[STAFF EDITORIAL] Stop the coronavirus jokes and stay informed

Jokes about the novel coronavirus, COVID-19, have made its way into the hallways. But people need to stop laughing.


Lara Cayci

With the fear of COVID-19 increasing, the stereotype of Chinese people having the virus is being unrightfully perpetuated.

With a current death toll of over 2,700 and infecting over 80,000 people, the new coronavirus originating in Wuhan, China—officially named COVID-19 by the World Health Organization—is a grim force to be reckoned with. But COVID-19 has given rise to a range of side effects, from economic consequences to racism.

A Chinese student at Barnard University was warned to remain in her dorm room by college officials. In California, a 16-year-old boy was physically attacked by classmates accusing him of being infected by COVID-19. It’s not just limited to Chinese people, either; it affects Asians as a whole because in many cases, prejudiced people aren’t distinguishing between them. For example, two students in the UK were pelted by eggs because their attackers thought they were Chinese. They weren’t. 

It’s a bleakly global phenomenon, and it has happened here. In classrooms, in the hallways, in the cafeteria: casually-raised conspiracy theories and misinformation. Borderline or even blatantly racist memes and jokes that reinforce stereotypes about China. Small, insensitive comments about COVID-19 and its position as a virus originating from China often dismissed with a laugh. But people need to stop laughing.
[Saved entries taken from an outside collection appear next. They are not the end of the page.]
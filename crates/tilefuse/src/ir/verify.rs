use std::collections::HashSet;

use thiserror::Error;

use super::func::{Func, Module};
use super::ops::{Block, CastOp, Constant, OpKind, Operation, ValueId};
use super::types::{ScalarType, Type};

/// Structural problems found in a tile-IR function.
#[derive(Debug, Clone, Error, PartialEq, Eq)]
pub enum VerifyError {
    #[error("{op}: value {value} used before definition")]
    UndefinedValue { op: &'static str, value: ValueId },
    #[error("{op}: {message}")]
    Invalid { op: &'static str, message: String },
}

impl VerifyError {
    pub fn structure(op: &'static str, message: impl Into<String>) -> Self {
        VerifyError::Invalid {
            op,
            message: message.into(),
        }
    }
}

type VerifyResult<T> = Result<T, VerifyError>;

pub fn verify_module(module: &Module) -> VerifyResult<()> {
    verify_func(&module.func)
}

pub fn verify_func(func: &Func) -> VerifyResult<()> {
    if func.arg_attrs.len() != func.args().len() {
        return Err(VerifyError::structure(
            "tt.func",
            "argument attribute count does not match argument count",
        ));
    }
    let mut verifier = Verifier {
        func,
        defined: HashSet::new(),
    };
    verifier.block(&func.body, Terminator::Return)
}

#[derive(Clone, Copy, PartialEq, Eq)]
enum Terminator {
    Return,
    Yield,
    ReduceReturn,
}

struct Verifier<'f> {
    func: &'f Func,
    defined: HashSet<ValueId>,
}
Out of the more than 2,800 people who have died from COVID-19, only about 49 have occurred outside of mainland China. In other words, though it has been blown up by sensationalism, the most damaging effect of the virus is felt within China’s borders. This is a similar situation to the height of the Ebola virus, when everyone was panicking about the illness while it barely impacted those who were spreading fear.

People need to stop laughing.

Another comparison would be to the World War III memes that spread across social media in January—people were making jokes about tensions between the U.S. and Iran as a proclaimed coping method when in reality they were simply spreading misinformation about a situation that would not have the biggest impact on them. Rather, it would disproportionately affect Iranians. 

Similarly, the chances of an average American contracting COVID-19 are much, much lower than they are for people living near the Wuhan area, and yet fearmongering leads them to think otherwise. Additionally, those who are most at risk of dying from COVID-19 have proven to be the elderly, not teenagers. So for American high school students to make insensitive jokes about the situation “to cope” is simply ridiculous.

These jokes come from two directions: either students don’t think it’s that big of a deal or they’re overreacting to it. But instead of laughing about COVID-19 and spreading fear, find the middle ground by staying informed. 

Participate in events like the COVID-19 talk during Tutorial that Upper School science teachers organized to gain more an understanding of the situation. Ask classmates enrolled in Human Physiology this semester to talk about the projects that they just completed about COVID-19. 

Don’t just skim over sensationalist headlines—read articles from trusted sources. Understand the severity of the situation. Call out racism when it occurs, no matter how small its form may be, because it all adds up.